Aqui, no sentido de corresponder não ao estabelecimento de uma teoria e de uma
definição do que foi a arte queer em Inglaterra, mas o de uma
tentativa não tanto de mapear documentos, imagens e objectos mas de explorar a
complexidade de um conjunto de histórias, vidas e identidades que estão por
descobrir e contar. Trata-se de uma exposição histórica porque se fixa num
período marcado por dois acontecimentos determinantes: a abolição da pena de
morte por sodomonia em 1861 e a descriminalização parcial do sexo entre homens
em 1967. E trata-se de uma exposição local porque se concentra na produção
artística produzida em Inglaterra durante aquele período. Ainda assim é um caso
interessante de como um conjunto de figuras, ainda distantes da forma que os
movimentos LGBT irão assumir posteriormente, conseguem criar um espaço de liberdade
e de expressão não só para as suas obras, mas também para as suas vidas. Este é
um dos pontos mais interessantes da exposição da Tate Britain: não se concentra
tanto na maneira como a identidade de género de diferentes artistas era
expressa numa pintura, numa escultura ou num poema, mas no modo como para estes
autores as suas obras artísticas foram instrumentos de criação de uma
identidade.
Desejo e afirmação
Ainda que possam fixar limites cronológicos e geográficos, a história que
aqui se conta é uma história complicada de sexualidades e desejos a maior parte
das vezes escondidos e dissimulados. Se com os universos sociais e artísticos
de nomes como Virginia Woolf ou Oscar Wilde é fácil estabelecer uma relação, na
maior dos casos ela está velada e, por isso, como explica a curadora Clare
Carlow, esta é uma história difícil de contar porque, disse ao The
Guadian, as obras demonstram atitudes muito diferentes que vão desde a
ansiedade à celebração. E dá como exemplo a pintura de Walter Crane (1845-1915)

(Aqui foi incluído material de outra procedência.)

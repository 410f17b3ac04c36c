//! Core trait definitions for the coffea crates.
//!
//! These traits define the contracts records implement so the learner can be
//! trained on any labeled dataset, not only the bundled coffee history.

/// A record exposing numeric values by feature identifier.
pub trait FeatureSource<F> {
    /// The value of `feature`, or `None` when the record does not carry it.
    ///
    /// A returned NaN is treated the same as `None`: it cannot be compared
    /// against a threshold.
    fn feature(&self, feature: F) -> Option<f64>;
}

/// A record carrying a categorical target value.
pub trait Labeled {
    /// The label type (a small closed set such as low/medium/high).
    type Label;

    /// The label of this record.
    fn label(&self) -> &Self::Label;
}

/// A type that can produce a summary of its contents.
pub trait Summarizable {
    /// A one-line summary suitable for display.
    fn summary(&self) -> String;
}

impl<F, T: FeatureSource<F> + ?Sized> FeatureSource<F> for &T {
    fn feature(&self, feature: F) -> Option<f64> {
        (**self).feature(feature)
    }
}

impl<T: Labeled + ?Sized> Labeled for &T {
    type Label = T::Label;

    fn label(&self) -> &Self::Label {
        (**self).label()
    }
}
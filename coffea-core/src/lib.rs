//! Shared primitives and traits for the coffea forecasting crates.
//!
//! `coffea-core` provides the foundation the learner and the CLI build on:
//!
//! - **Error types** — [`CoffeaError`] and [`Result`] for structured error handling
//! - **Traits** — Record abstractions like [`FeatureSource`], [`Labeled`], [`Summarizable`]

pub mod error;
pub mod traits;

pub use error::{CoffeaError, Result};
pub use traits::*;
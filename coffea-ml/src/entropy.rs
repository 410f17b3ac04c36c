//! Shannon entropy of label distributions.
//!
//! Labels are counted in first-seen order and the entropy terms are summed in
//! that same order, so the result for a given dataset is reproducible to the
//! last bit. Split selection compares gains with `>`, which makes this matter.

use coffea_core::{CoffeaError, Labeled, Result};

/// Count the distinct labels yielded by `labels`, in first-seen order.
///
/// Label sets are tiny (low/medium/high), so a linear scan beats hashing and
/// keeps the ordering stable.
pub fn label_counts<'a, L, I>(labels: I) -> Vec<(&'a L, usize)>
where
    L: PartialEq + 'a,
    I: IntoIterator<Item = &'a L>,
{
    let mut counts: Vec<(&'a L, usize)> = Vec::new();
    for label in labels {
        match counts.iter().position(|(seen, _)| *seen == label) {
            Some(i) => counts[i].1 += 1,
            None => counts.push((label, 1)),
        }
    }
    counts
}

/// Distinct labels in first-seen order.
pub fn distinct_labels<'a, L, I>(labels: I) -> Vec<&'a L>
where
    L: PartialEq + 'a,
    I: IntoIterator<Item = &'a L>,
{
    label_counts(labels).into_iter().map(|(label, _)| label).collect()
}

/// Shannon entropy (base 2) of the labels in `data`.
///
/// # Errors
///
/// Returns [`CoffeaError::InvalidArgument`] if `data` is empty: the entropy of
/// an empty set is undefined, and a silent 0 would skew gain comparisons.
pub fn entropy<R>(data: &[R]) -> Result<f64>
where
    R: Labeled,
    R::Label: PartialEq,
{
    shannon(data.iter().map(|record| record.label()))
}

/// Entropy of the records of `data` selected by `indices`.
pub(crate) fn subset_entropy<R>(data: &[R], indices: &[usize]) -> Result<f64>
where
    R: Labeled,
    R::Label: PartialEq,
{
    shannon(indices.iter().map(|&i| data[i].label()))
}

fn shannon<'a, L, I>(labels: I) -> Result<f64>
where
    L: PartialEq + 'a,
    I: IntoIterator<Item = &'a L>,
{
    let counts = label_counts(labels);
    let total: usize = counts.iter().map(|&(_, c)| c).sum();
    if total == 0 {
        return Err(CoffeaError::InvalidArgument(
            "entropy of an empty dataset is undefined".into(),
        ));
    }

    let n = total as f64;
    let mut result = 0.0;
    for &(_, count) in &counts {
        let p = count as f64 / n;
        result -= p * p.log2();
    }
    Ok(result)
}
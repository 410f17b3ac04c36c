//! Best-split search by information gain.
//!
//! Every distinct value of every candidate feature is tried as a `<=`
//! threshold. Candidates are visited in feature-list order and, within a
//! feature, in the order values are first seen in the data; the first
//! candidate reaching the maximum gain wins.

use std::fmt::Debug;

use coffea_core::{CoffeaError, FeatureSource, Labeled, Result};

use crate::entropy::subset_entropy;

/// A chosen `feature <= threshold` partition and the gain it achieves.
#[derive(Debug, Clone, Copy, PartialEq)]
pub struct Split<F> {
    pub feature: F,
    pub threshold: f64,
    /// Information gain over not splitting.
    pub gain: f64,
}

/// Find the (feature, threshold) pair with maximal information gain.
///
/// Returns `Ok(None)` only when `features` is empty: the initial best gain is
/// `-inf`, so the first candidate always replaces it.
///
/// # Errors
///
/// Returns [`CoffeaError::InvalidArgument`] if `data` is empty or a record
/// has no numeric value for a candidate feature.
pub fn best_split<R, F>(data: &[R], features: &[F]) -> Result<Option<Split<F>>>
where
    R: Labeled + FeatureSource<F>,
    R::Label: PartialEq,
    F: Copy + Debug,
{
    let indices: Vec<usize> = (0..data.len()).collect();
    best_split_at(data, &indices, features)
}

/// Partition `data` into `(left, right)` with `left = {x | x[feature] <= threshold}`.
///
/// Relative order of records is preserved on both sides.
pub fn partition<'a, R, F>(
    data: &'a [R],
    feature: F,
    threshold: f64,
) -> Result<(Vec<&'a R>, Vec<&'a R>)>
where
    R: FeatureSource<F>,
    F: Copy + Debug,
{
    let indices: Vec<usize> = (0..data.len()).collect();
    let (left, right) = partition_at(data, &indices, feature, threshold)?;
    Ok((
        left.into_iter().map(|i| &data[i]).collect(),
        right.into_iter().map(|i| &data[i]).collect(),
    ))
}

pub(crate) fn best_split_at<R, F>(
    data: &[R],
    indices: &[usize],
    features: &[F],
) -> Result<Option<Split<F>>>
where
    R: Labeled + FeatureSource<F>,
    R::Label: PartialEq,
    F: Copy + Debug,
{
    let parent_entropy = subset_entropy(data, indices)?;
    let n = indices.len() as f64;

    let mut best: Option<Split<F>> = None;
    let mut best_gain = f64::NEG_INFINITY;

    for &feature in features {
        for threshold in distinct_values(data, indices, feature)? {
            let (left, right) = partition_at(data, indices, feature, threshold)?;
            let weighted = weighted_entropy(data, &left, n)? + weighted_entropy(data, &right, n)?;
            let gain = parent_entropy - weighted;

            if gain > best_gain {
                best_gain = gain;
                best = Some(Split {
                    feature,
                    threshold,
                    gain,
                });
            }
        }
    }

    Ok(best)
}

pub(crate) fn partition_at<R, F>(
    data: &[R],
    indices: &[usize],
    feature: F,
    threshold: f64,
) -> Result<(Vec<usize>, Vec<usize>)>
where
    R: FeatureSource<F>,
    F: Copy + Debug,
{
    let mut left = Vec::new();
    let mut right = Vec::new();
    for &i in indices {
        if required_value(&data[i], i, feature)? <= threshold {
            left.push(i);
        } else {
            right.push(i);
        }
    }
    Ok((left, right))
}

/// The numeric value of `feature` on a training record.
pub(crate) fn required_value<R, F>(record: &R, row: usize, feature: F) -> Result<f64>
where
    R: FeatureSource<F>,
    F: Copy + Debug,
{
    match record.feature(feature) {
        Some(v) if !v.is_nan() => Ok(v),
        _ => Err(CoffeaError::InvalidArgument(format!(
            "record {row} has no numeric value for feature {feature:?}"
        ))),
    }
}

/// Distinct values of `feature`, in first-seen order.
fn distinct_values<R, F>(data: &[R], indices: &[usize], feature: F) -> Result<Vec<f64>>
where
    R: FeatureSource<F>,
    F: Copy + Debug,
{
    let mut values: Vec<f64> = Vec::with_capacity(indices.len());
    for &i in indices {
        let v = required_value(&data[i], i, feature)?;
        if !values.contains(&v) {
            values.push(v);
        }
    }
    Ok(values)
}

/// `|side| / n * entropy(side)`; an empty side weighs nothing.
fn weighted_entropy<R>(data: &[R], side: &[usize], n: f64) -> Result<f64>
where
    R: Labeled,
    R::Label: PartialEq,
{
    if side.is_empty() {
        return Ok(0.0);
    }
    Ok(side.len() as f64 / n * subset_entropy(data, side)?)
}
//! Command handlers: train once, then forecast or print the tree.

use std::fs;
use std::path::Path;

use coffea_core::{CoffeaError, Result, Summarizable};
use coffea_ml::dataset::{Feature, Observation, PriceLevel};
use coffea_ml::evaluate::{accuracy, misclassified};
use coffea_ml::history::coffee_history;
use coffea_ml::tree::{DecisionTree, TreeConfig};
use serde::Serialize;
use tracing::{debug, info};

use crate::cli::{Cli, Command, PredictArgs};

type PriceTree = DecisionTree<Feature, PriceLevel>;

/// JSON output of `predict`.
#[derive(Debug, Serialize)]
struct Forecast {
    rainfall: f64,
    temperature: f64,
    supply: f64,
    demand: f64,
    prediction: PriceLevel,
    message: &'static str,
}

pub fn run_command(cli: &Cli) -> Result<()> {
    let history = match &cli.history {
        Some(path) => load_history(path)?,
        None => coffee_history(),
    };
    let tree = train(&history, cli.max_depth)?;

    match &cli.command {
        Command::Predict(args) => predict(&tree, args, cli.json),
        Command::Tree => print_tree(&tree, cli.json),
    }
}

/// Read a JSON array of observations.
pub fn load_history(path: &Path) -> Result<Vec<Observation>> {
    let text = fs::read_to_string(path)?;
    let history: Vec<Observation> = serde_json::from_str(&text)
        .map_err(|e| CoffeaError::Parse(format!("{}: {e}", path.display())))?;
    info!(records = history.len(), path = %path.display(), "history loaded");
    Ok(history)
}

fn train(history: &[Observation], max_depth: usize) -> Result<PriceTree> {
    let tree = DecisionTree::fit(history, &Feature::ALL, &TreeConfig { max_depth })?;
    info!(
        records = history.len(),
        accuracy = accuracy(&tree, history)?,
        "{}",
        tree.summary()
    );
    for (obs, predicted) in misclassified(&tree, history)? {
        debug!(
            year = obs.year,
            actual = %obs.price,
            %predicted,
            "training record misclassified"
        );
    }
    Ok(tree)
}

fn predict(tree: &PriceTree, args: &PredictArgs, json: bool) -> Result<()> {
    debug!(
        rainfall = args.rainfall,
        temperature = args.temperature,
        supply = args.supply,
        demand = args.demand,
        "season received"
    );

    let forecast = forecast(tree, args)?;
    println!("{}", render(&forecast, json)?);
    Ok(())
}

fn forecast(tree: &PriceTree, args: &PredictArgs) -> Result<Forecast> {
    let prediction = *tree.predict(&args.to_vector())?;
    info!(%prediction, "forecast ready");

    Ok(Forecast {
        rainfall: args.rainfall,
        temperature: args.temperature,
        supply: args.supply,
        demand: args.demand,
        prediction,
        message: prediction.describe(),
    })
}

fn render(forecast: &Forecast, json: bool) -> Result<String> {
    if json {
        to_json(forecast)
    } else {
        Ok(format!(
            "Forecast: {} ({})",
            forecast.message, forecast.prediction
        ))
    }
}

fn print_tree(tree: &PriceTree, json: bool) -> Result<()> {
    if json {
        println!("{}", to_json(tree.root())?);
    } else {
        println!("{}", tree.summary());
        println!("{}", to_json(tree.root())?);
    }
    Ok(())
}

fn to_json<T: Serialize + ?Sized>(value: &T) -> Result<String> {
    serde_json::to_string_pretty(value).map_err(|e| CoffeaError::Other(e.to_string()))
}
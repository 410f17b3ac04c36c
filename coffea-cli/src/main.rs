//! coffea CLI
//!
//! Forecasts the coffee price level (low / medium / high) for one season from
//! rainfall, temperature, supply and demand, using a decision tree trained on
//! the bundled 2015–2023 history or on a history file.
//!
//! # Usage
//!
//! ```bash
//! # Forecast one season
//! coffea predict --rainfall 1800 --temperature 25.3 --supply 2100000 --demand 2080000
//!
//! # Same, trained on another history, as JSON
//! coffea --history seasons.json --json predict --rainfall 1800 --temperature 25.3 \
//!     --supply 2100000 --demand 2080000
//!
//! # Show the trained tree
//! coffea tree
//! ```

mod cli;
mod commands;
mod logging;

use std::process::ExitCode;

use clap::Parser;

use crate::cli::Cli;

fn main() -> ExitCode {
    let cli = Cli::parse();

    if let Err(e) = logging::init(cli.log_level()) {
        eprintln!("Warning: {e}");
    }

    match commands::run_command(&cli) {
        Ok(()) => ExitCode::SUCCESS,
        Err(e) => {
            tracing::error!("{e}");
            eprintln!("Error: {e}");
            ExitCode::FAILURE
        }
    }
}
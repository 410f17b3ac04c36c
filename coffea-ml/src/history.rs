//! Bundled Vietnamese coffee market history, 2015–2023.
//!
//! Rainfall in mm, temperature in °C, supply and demand in tonnes. Price
//! levels were bucketed from the export price per kg (2.10–2.40 USD).

use crate::dataset::{FeatureVector, Observation, PriceLevel};

const RECORDS: [(i32, f64, f64, f64, f64, PriceLevel); 9] = [
    (2015, 1980.0, 24.3, 1_500_000.0, 1_850_000.0, PriceLevel::Low),
    (2016, 1920.0, 24.4, 1_600_000.0, 1_900_000.0, PriceLevel::Medium),
    (2017, 2030.0, 24.5, 1_550_000.0, 1_950_000.0, PriceLevel::Low),
    (2018, 1950.0, 24.7, 1_750_000.0, 1_970_000.0, PriceLevel::Low),
    (2019, 1870.0, 24.8, 1_800_000.0, 1_990_000.0, PriceLevel::Medium),
    (2020, 1900.0, 24.6, 1_700_000.0, 2_010_000.0, PriceLevel::Medium),
    (2021, 1940.0, 24.9, 1_850_000.0, 2_030_000.0, PriceLevel::High),
    (2022, 1890.0, 25.1, 1_900_000.0, 2_050_000.0, PriceLevel::High),
    (2023, 1950.0, 25.0, 1_950_000.0, 2_070_000.0, PriceLevel::High),
];

/// The nine historical records, oldest first.
pub fn coffee_history() -> Vec<Observation> {
    RECORDS
        .iter()
        .map(
            |&(year, rainfall, temperature, supply, demand, price)| Observation {
                year,
                rainfall,
                temperature,
                supply,
                demand,
                price,
            },
        )
        .collect()
}

/// The 2024 conditions the forecaster was first run against.
pub fn sample_2024() -> FeatureVector {
    FeatureVector::new(1800.0, 25.3, 2_100_000.0, 2_080_000.0)
}

#[cfg(test)]
mod tests {
    use super::*;

    #[test]
    fn nine_years_in_order() {
        let history = coffee_history();
        assert_eq!(history.len(), 9);
        let years: Vec<i32> = history.iter().map(|o| o.year).collect();
        assert_eq!(years, (2015..=2023).collect::<Vec<_>>());
    }

    #[test]
    fn three_of_each_level() {
        let history = coffee_history();
        for level in [PriceLevel::Low, PriceLevel::Medium, PriceLevel::High] {
            assert_eq!(history.iter().filter(|o| o.price == level).count(), 3);
        }
    }
}
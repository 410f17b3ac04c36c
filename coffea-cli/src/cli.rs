//! Command-line arguments.

use std::path::PathBuf;

use clap::{Args, Parser, Subcommand};
use coffea_ml::tree::DEFAULT_MAX_DEPTH;
use coffea_ml::FeatureVector;

use crate::logging::LogLevel;

/// Coffee price-level forecaster
#[derive(Parser, Debug, Clone, PartialEq)]
#[command(name = "coffea", version, about)]
pub struct Cli {
    /// Subcommand to execute
    #[command(subcommand)]
    pub command: Command,

    /// JSON array of observations to train on instead of the bundled history
    #[arg(long, global = true, env = "COFFEA_HISTORY")]
    pub history: Option<PathBuf>,

    /// Maximum depth of the decision tree
    #[arg(long, global = true, env = "COFFEA_MAX_DEPTH", default_value_t = DEFAULT_MAX_DEPTH)]
    pub max_depth: usize,

    /// Print machine-readable JSON instead of text
    #[arg(long, global = true)]
    pub json: bool,

    /// Enable verbose output
    #[arg(short, long, global = true)]
    pub verbose: bool,

    /// Suppress all output except errors
    #[arg(short, long, global = true, conflicts_with = "verbose")]
    pub quiet: bool,
}

impl Cli {
    pub fn log_level(&self) -> LogLevel {
        if self.quiet {
            LogLevel::Quiet
        } else if self.verbose {
            LogLevel::Verbose
        } else {
            LogLevel::Normal
        }
    }
}

/// Available commands
#[derive(Subcommand, Debug, Clone, PartialEq)]
pub enum Command {
    /// Forecast the price level for one season
    Predict(PredictArgs),

    /// Print the trained decision tree
    Tree,
}

/// The four observations of the season to forecast.
#[derive(Args, Debug, Clone, PartialEq)]
pub struct PredictArgs {
    /// Rainfall (mm)
    #[arg(long, allow_hyphen_values = true, value_parser = parse_measurement)]
    pub rainfall: f64,

    /// Mean temperature (°C)
    #[arg(long, allow_hyphen_values = true, value_parser = parse_measurement)]
    pub temperature: f64,

    /// Supply capacity (tonnes)
    #[arg(long, allow_hyphen_values = true, value_parser = parse_measurement)]
    pub supply: f64,

    /// Demand (tonnes)
    #[arg(long, allow_hyphen_values = true, value_parser = parse_measurement)]
    pub demand: f64,
}

impl PredictArgs {
    pub fn to_vector(&self) -> FeatureVector {
        FeatureVector::new(self.rainfall, self.temperature, self.supply, self.demand)
    }
}

/// Parse a finite number; `nan`, `inf` and free text are rejected here so the
/// forecaster only ever sees real measurements.
fn parse_measurement(s: &str) -> Result<f64, String> {
    match s.trim().parse::<f64>() {
        Ok(v) if v.is_finite() => Ok(v),
        _ => Err(format!("expected a number, got {s:?}")),
    }
}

de 1877, O renascimento de Vénus: “A mulher de Crane não queria que
o marido pintasse e visse modelos femininas nus, por isso em vez de uma modelo
para a sua deusa do amor ele usou um modelo novo bem conhecido chamado
Alessandro di Marco. Mas este truque desmorou-se quando o pintor Frederick
Leighton viu o trabalho na primeira exibição da pintura da Galeria Grosvenor
naquele ano e gritou: ‘Mas meu querido, isso não é Afrodite, é Alessandro!’,
supostamente acrescentando que, na luz do sol italiana, o menino passou por
Venus.” Esta história é interessante porque numa era que condenou as mulheres
por se exporem despidas diante dos artistas, é o corpo masculino que assume o
lugar central nesse universo sensual e formal feminino que inspirou tantos
artistas.
E que a arte seja lugar de articulação de desejo e sensualidade é também o
que dá fama a outra pintura famosa nesta exposição em que a artista se
auto-representa enquanto contempladora de um nu feminino. Auto-Retrato
com Nu [Self Portrait with Nude, 1913] de Laura Knight
(1877-1970), foi vista muitas vezes como perigosa, repelente e vulgar, nas
palavras de um crítico do Daily Telegraph. Trata-se de uma obra com
qualidades formais evidentes, como a invulgar utilização de cores, a
sobreposição de diferentes planos espaciais, a composição complexa em que a
artista usa um jogo de espelhos para representar o seu próprio atelier e
a sua actividade de pintora. No entanto a Royal Academy recusou-se a expor a
pintura, ainda que depois em 1936 fizesse desta artista a primeira mulher a
receber o estatuto de membro permanente. A recusa baseava-se não tanto em
questões artísticas, mas no modo como se tratava de uma obra crítica em
primeiro lugar da proibição vigente em Inglaterra que impedia as estudantes de
participarem nas aulas de modelo vivo: em contraste com o seus colegas homens,
tinham de pintar os corpos a partir de representações e obras pré-existentes e
esta pintura é um claro desafio a essa norma por colocar no espaço do atelier de
uma artista um corpo nu feminino a ser pintado; em segundo lugar, através da
duplicação de corpos, Auto-Retrato com Nu pode ser entendida
como lugar de desejo feminino e da sua afirmação.